Plants can be started from seeds, cuttings, or crown divisions. The very small seeds are very small and should be started indoors. Barely cover the seeds with a thin layer of sand or fine soil; they germinate better in light. Seeds should germinate in 4-14 days, depending on temperature and light conditions. Transplanted hardened-off seedlings to a permanent location when 2 to 3 inches high and when the temperatures are expected to remain above 45°F. Space plants 12-15″ apart in rows 18″ wide.
However, “oregano” is quite variable when grown from seed (partly owing to the confusion of names, but also to natural variation in carvacrol concentrations in individual plants), so you may prefer to purchase a plant from a reputable dealer. If you have a plant you like the smell or taste of, you can propagate it by taking cuttings or root divisions in the spring.
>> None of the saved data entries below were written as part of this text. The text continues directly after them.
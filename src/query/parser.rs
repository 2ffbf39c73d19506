//! Recursive-descent parser with one-token lookahead.
//!
//! Produces a [`QueryTree`](super::tree::QueryTree) whose shape follows the
//! invariants in the data model: PROJECT-over-SORT-over-FILTER-over-JOIN for
//! SELECT, dedicated node types for IN/EXISTS/BETWEEN/IS-NULL/LIKE, and
//! n-ary OPERATOR("AND"/"OR") nodes for boolean expressions.

use super::tokenizer::{Token, TokenKind, Tokenizer};
use super::tree::{NodeType, QueryTree, NodeRef};
use crate::error::DbError;

pub fn parse(sql: &str) -> Result<NodeRef, DbError> {
    let tokens = Tokenizer::new(sql).tokenize()?;
    if tokens.len() == 1 {
        return Err(DbError::Parse { message: "empty input".into(), line: 1, column: 1 });
    }
    let mut parser = Parser { tokens, pos: 0 };
    let node = parser.parse_statement()?;
    Ok(node)
}

struct Parser {
    tokens: Vec<Token>,
    pos: usize,
}
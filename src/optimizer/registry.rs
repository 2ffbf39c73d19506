//! Rule-parameter manager: registry mapping operation names to rule
//! handlers. Mirrors the teacher's `RuleManager` (a `Vec<Box<dyn Rule>>`
//! consulted by name) but keyed by the GA's four tunable operations.

use std::collections::HashMap;

use super::rules::rule_1_2::Rule1And2;
use super::rules::rule_4::Rule4;
use super::rules::rule_5::Rule5;
use super::rules::rule_6::Rule6;
use super::rules::Rule;

pub struct RuleRegistry {
    rules: HashMap<&'static str, Box<dyn Rule>>,
}

impl RuleRegistry {
    pub fn new() -> Self {
        let mut rules: HashMap<&'static str, Box<dyn Rule>> = HashMap::new();
        rules.insert("filter_params", Box::new(Rule1And2));
        rules.insert("join_params", Box::new(Rule4));
        rules.insert("join_child_params", Box::new(Rule5));
        rules.insert("join_associativity_params", Box::new(Rule6));
        Self { rules }
    }

    pub fn get(&self, operation: &str) -> &dyn Rule {
        self.rules.get(operation).expect("unknown operation").as_ref()
    }

    pub fn operations(&self) -> Vec<&'static str> {
        vec!["filter_params", "join_params", "join_child_params", "join_associativity_params"]
    }
}

impl Default for RuleRegistry {
    fn default() -> Self {
        Self::new()
    }
}
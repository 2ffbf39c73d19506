//! Fixed-size on-disk page: a length-prefixed bincode blob of row slots,
//! zero-padded to `page_size`. Deleted rows leave a `None` slot behind so
//! slot ids stay stable until the page is rewritten.

use crate::error::{DbError, DbResult};
use crate::storage::Row;

#[derive(Debug, Clone, Copy, PartialEq, Eq, Hash, PartialOrd, Ord)]
pub struct PageId(pub u32);

#[derive(Debug, Clone, Copy, PartialEq, Eq, Hash)]
pub struct SlotId(pub u32);

#[derive(Debug, Clone, Copy, PartialEq, Eq, Hash)]
pub struct RowId {
    pub page: PageId,
    pub slot: SlotId,
}

const LEN_PREFIX_BYTES: usize = 8;

#[derive(Debug, Clone)]
pub struct Page {
    pub id: PageId,
    rows: Vec<Option<Row>>,
}

impl Page {
    pub fn new(id: PageId) -> Self {
        Self { id, rows: Vec::new() }
    }

    pub fn insert(&mut self, row: Row) -> SlotId {
        if let Some(idx) = self.rows.iter().position(Option::is_none) {
            self.rows[idx] = Some(row);
            SlotId(idx as u32)
        } else {
            self.rows.push(Some(row));
            SlotId((self.rows.len() - 1) as u32)
        }
    }

    pub fn get(&self, slot: SlotId) -> Option<&Row> {
        self.rows.get(slot.0 as usize).and_then(Option::as_ref)
    }

    pub fn update(&mut self, slot: SlotId, row: Row) -> bool {
        match self.rows.get_mut(slot.0 as usize) {
            Some(existing @ Some(_)) => {
                *existing = Some(row);
                true
            }
            _ => false,
        }
    }

    pub fn delete(&mut self, slot: SlotId) -> bool {
        match self.rows.get_mut(slot.0 as usize) {
            Some(existing @ Some(_)) => {
                *existing = None;
                true
            }
            _ => false,
        }
    }

    pub fn occupied(&self) -> impl Iterator<Item = (SlotId, &Row)> {
        self.rows.iter().enumerate().filter_map(|(i, r)| r.as_ref().map(|row| (SlotId(i as u32), row)))
    }

    pub fn row_count(&self) -> usize {
        self.rows.iter().filter(|r| r.is_some()).count()
    }

    pub fn to_bytes(&self, page_size: usize) -> DbResult<Vec<u8>> {
        let payload = bincode::serialize(&self.rows)?;
        if payload.len() + LEN_PREFIX_BYTES > page_size {
            return Err(DbError::Storage(format!(
                "page {} overflow: {} bytes exceeds page_size {page_size}",
                self.id.0,
                payload.len() + LEN_PREFIX_BYTES
            )));
        }
        let mut buf = vec![0u8; page_size];
        buf[..LEN_PREFIX_BYTES].copy_from_slice(&(payload.len() as u64).to_le_bytes());
        buf[LEN_PREFIX_BYTES..LEN_PREFIX_BYTES + payload.len()].copy_from_slice(&payload);
        Ok(buf)
    }

    pub fn from_bytes(id: PageId, buf: &[u8]) -> DbResult<Self> {
        if buf.len() < LEN_PREFIX_BYTES {
            return Err(DbError::Storage(format!("page {} buffer too small", id.0)));
        }
        let len = u64::from_le_bytes(buf[..LEN_PREFIX_BYTES].try_into().unwrap()) as usize;
        let end = LEN_PREFIX_BYTES + len;
        if end > buf.len() {
            return Err(DbError::Storage(format!("page {} length prefix out of bounds", id.0)));
        }
        let rows: Vec<Option<Row>> = bincode::deserialize(&buf[LEN_PREFIX_BYTES..end])?;
        Ok(Self { id, rows })
    }
}

#[cfg(test)]
mod tests {
    use super::*;
    use crate::storage::Value;

    fn row(n: i64) -> Row {
        vec![("n".to_string(), Value::Integer(n))]
    }

    #[test]
    fn insert_get_delete_reuses_slot() {
        let mut page = Page::new(PageId(0));
        let s0 = page.insert(row(1));
        let s1 = page.insert(row(2));
        assert_eq!(page.row_count(), 2);
        assert!(page.delete(s0));
        assert_eq!(page.row_count(), 1);
        let s2 = page.insert(row(3));
        assert_eq!(s2, s0);
        assert_eq!(page.get(s1).unwrap()[0].1, Value::Integer(2));
    }

    #[test]
    fn round_trips_through_bytes() {
        let mut page = Page::new(PageId(7));
        page.insert(row(42));
        let bytes = page.to_bytes(4096).unwrap();
        assert_eq!(bytes.len(), 4096);
        let restored = Page::from_bytes(PageId(7), &bytes).unwrap();
        assert_eq!(restored.row_count(), 1);
    }

    #[test]
    fn overflow_is_rejected() {
        let mut page = Page::new(PageId(0));
        for i in 0..10_000 {
            page.insert(vec![("n".to_string(), Value::Text("x".repeat(100) + &i.to_string()))]);
        }
        assert!(page.to_bytes(4096).is_err());
    }
}
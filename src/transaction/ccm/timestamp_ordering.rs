//! Timestamp-ordering CCM: a transaction's begin order is its timestamp.
//! Non-blocking — conflicting reads/writes abort immediately rather than
//! waiting, per spec §4.7. No teacher equivalent; modeled directly on the
//! classical Bernstein/Goodman protocol the spec describes.

use std::collections::HashMap;
use std::sync::atomic::{AtomicU64, Ordering as AtomicOrdering};
use std::sync::Mutex;

use super::{ConcurrencyControlManager, ObjectId};
use crate::error::{DbError, DbResult};
use crate::transaction::TransactionId;

#[derive(Default)]
struct ObjectClock {
    read_ts: u64,
    write_ts: u64,
}

pub struct TimestampOrdering {
    next_ts: AtomicU64,
    timestamps: Mutex<HashMap<TransactionId, u64>>,
    clocks: Mutex<HashMap<ObjectId, ObjectClock>>,
}

impl TimestampOrdering {
    pub fn new() -> Self {
        Self { next_ts: AtomicU64::new(0), timestamps: Mutex::new(HashMap::new()), clocks: Mutex::new(HashMap::new()) }
    }

    fn ts_of(&self, tid: TransactionId) -> u64 {
        *self.timestamps.lock().unwrap().get(&tid).expect("transaction must begin() before use")
    }
}

impl ConcurrencyControlManager for TimestampOrdering {
    fn begin(&self, tid: TransactionId) {
        let ts = self.next_ts.fetch_add(1, AtomicOrdering::SeqCst);
        self.timestamps.lock().unwrap().insert(tid, ts);
    }

    fn request_read(&self, tid: TransactionId, object: &ObjectId) -> DbResult<()> {
        let ts = self.ts_of(tid);
        let mut clocks = self.clocks.lock().unwrap();
        let clock = clocks.entry(object.clone()).or_default();
        if ts < clock.write_ts {
            return Err(DbError::ConcurrencyAbort(format!("read at ts {ts} precedes write_ts {}", clock.write_ts)));
        }
        clock.read_ts = clock.read_ts.max(ts);
        Ok(())
    }

    fn request_write(&self, tid: TransactionId, object: &ObjectId) -> DbResult<()> {
        let ts = self.ts_of(tid);
        let mut clocks = self.clocks.lock().unwrap();
        let clock = clocks.entry(object.clone()).or_default();
        if ts < clock.read_ts || ts < clock.write_ts {
            return Err(DbError::ConcurrencyAbort(format!(
                "write at ts {ts} precedes read_ts {} or write_ts {}",
                clock.read_ts, clock.write_ts
            )));
        }
        clock.write_ts = ts;
        Ok(())
    }

    fn commit(&self, tid: TransactionId) -> DbResult<()> {
        self.timestamps.lock().unwrap().remove(&tid);
        Ok(())
    }

    fn abort(&self, tid: TransactionId) {
        self.timestamps.lock().unwrap().remove(&tid);
    }
}

#[cfg(test)]
mod tests {
    use super::*;

    #[test]
    fn write_after_newer_read_is_rejected() {
        let ccm = TimestampOrdering::new();
        let old = TransactionId(1);
        let new = TransactionId(2);
        ccm.begin(old);
        ccm.begin(new);
        ccm.request_read(new, &"rows:1".to_string()).unwrap();
        assert!(ccm.request_write(old, &"rows:1".to_string()).is_err());
    }

    #[test]
    fn in_order_access_succeeds() {
        let ccm = TimestampOrdering::new();
        let t1 = TransactionId(1);
        ccm.begin(t1);
        assert!(ccm.request_write(t1, &"rows:1".to_string()).is_ok());
        assert!(ccm.request_read(t1, &"rows:1".to_string()).is_ok());
    }
}
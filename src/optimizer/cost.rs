//! Structural cost estimator. A direct port of the converged Python
//! `get_cost` formula: base 100, plus 40 per FILTER, 30 per OPERATOR/
//! OPERATOR_S, 150 per JOIN. Total, deterministic, non-negative.

use crate::query::tree::{traverse_preorder, NodeRef, NodeType};

pub fn cost(root: &NodeRef) -> u64 {
    let mut filter_count = 0u64;
    let mut operator_count = 0u64;
    let mut join_count = 0u64;
    traverse_preorder(root, &mut |n| match n.borrow().node_type {
        NodeType::Filter => filter_count += 1,
        NodeType::Operator | NodeType::OperatorS => operator_count += 1,
        NodeType::Join => join_count += 1,
        _ => {}
    });
    100 + filter_count * 40 + operator_count * 30 + join_count * 150
}

#[cfg(test)]
mod tests {
    use super::*;
    use crate::query::parser::parse;
    use crate::query::tree::reset_ids_for_test;

    #[test]
    fn base_cost_for_relation_only() {
        reset_ids_for_test();
        let root = parse("SELECT * FROM t;").unwrap();
        assert_eq!(cost(&root), 100);
    }

    #[test]
    fn cost_increases_with_filter_and_join() {
        reset_ids_for_test();
        let root = parse("SELECT * FROM a INNER JOIN b ON a.x = b.y WHERE a.z > 1;").unwrap();
        assert_eq!(cost(&root), 100 + 40 + 150);
    }
}
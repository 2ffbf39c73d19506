//! Transaction bookkeeping: id generation and per-transaction state. The
//! concurrency strategy itself lives in [`ccm`]; this module only tracks
//! which transactions exist and whether they're active, committed, or
//! aborted.

pub mod ccm;

use std::collections::HashMap;
use std::sync::atomic::{AtomicU64, Ordering};

use serde::{Deserialize, Serialize};

#[derive(Debug, Clone, Copy, PartialEq, Eq, Hash, PartialOrd, Ord, Serialize, Deserialize)]
pub struct TransactionId(pub u64);

#[derive(Debug, Clone, Copy, PartialEq, Eq)]
pub enum TransactionState {
    Active,
    Committed,
    Aborted,
}

#[derive(Debug, Clone)]
pub struct Transaction {
    pub id: TransactionId,
    pub state: TransactionState,
}

impl Transaction {
    pub fn new(id: TransactionId) -> Self {
        Self { id, state: TransactionState::Active }
    }
}

/// Issues monotonic transaction ids and tracks liveness. Sequential ids
/// double as the timestamp source for the timestamp-ordering and MVCC
/// strategies, matching `ts_order_of_arrival = begin_order` from the spec.
#[derive(Debug, Default)]
pub struct TransactionManager {
    next_id: AtomicU64,
    transactions: HashMap<TransactionId, Transaction>,
}

impl TransactionManager {
    pub fn new() -> Self {
        Self { next_id: AtomicU64::new(1), transactions: HashMap::new() }
    }

    pub fn begin(&mut self) -> TransactionId {
        let id = TransactionId(self.next_id.fetch_add(1, Ordering::SeqCst));
        self.transactions.insert(id, Transaction::new(id));
        id
    }

    pub fn set_state(&mut self, id: TransactionId, state: TransactionState) {
        if let Some(tx) = self.transactions.get_mut(&id) {
            tx.state = state;
        }
    }

    pub fn state(&self, id: TransactionId) -> Option<TransactionState> {
        self.transactions.get(&id).map(|tx| tx.state)
    }
}

#[cfg(test)]
mod tests {
    use super::*;

    #[test]
    fn ids_are_monotonic_and_start_active() {
        let mut tm = TransactionManager::new();
        let a = tm.begin();
        let b = tm.begin();
        assert!(b.0 > a.0);
        assert_eq!(tm.state(a), Some(TransactionState::Active));
    }
}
Oregano grows best in well-drained soil in full sun, while marjoram prefers moister soil but still in bright light. As with most herbs, average to poor soils produce the most concentrated flavors.
Pinch back any flower buds to keep the plants from getting rangy and going to seed. Fertilize yearly with a balanced plant food. You may wish to mulch plants to keep the foliage clean, but in our moist climate this invites root rot. Oregano has few pests, but can become infested with spider mites or aphids.
You can start using the leaves, a few sprigs at a time, once the shoots reach 4-5″ tall until the first frost (if outdoors) or all year long, if in pots inside. Essential oil levels are highest just before the plant blooms, so the best time to harvest is just before flowers begin to develop.
To harvest the entire plant, cut the stems down to the lowest two sets of leaves; the plant should leaf out again within two weeks. Tie in bunches and hang in a warm, dry, shaded place to dry. Once crisp, strip the leaves from the stems and store in an airtight container.
Dried oregano leaves often are more flavorful than the fresh, because the essential oils are more concentrated. Use twice the amount of the fresh herb as you would the dried. But marjoram tends to be better when used fresh.
The leaves of oregano and marjoram are used for flavoring foods, and are best added to hot dishes at the end of cooking to preserve the flavor and prevent bitterness. They are an important component of commercially-produced poultry-seasoning mixes.
Oregano is an essential flavoring in Italian cuisine, where its robust, pungent flavor is great in tomato sauces, on vegetables and grilled meats, and, of course, pizza. Other Mediterranean cuisines use less oregano, but it is of some importance for Spanish, North African and Greek cooking.
Marjoram is more often used in recipes of French or English origin. Its sweeter, milder flavor works in cheese, tomato, bean and egg dishes, salad dressings, seafood sauces, and on poultry.
Oregano also has some medicinal and cosmetic uses, such as in bath oils and sachets to help relieve aches and stiff joints. The dried flowers are used for fragrance in potpourris and perfumes.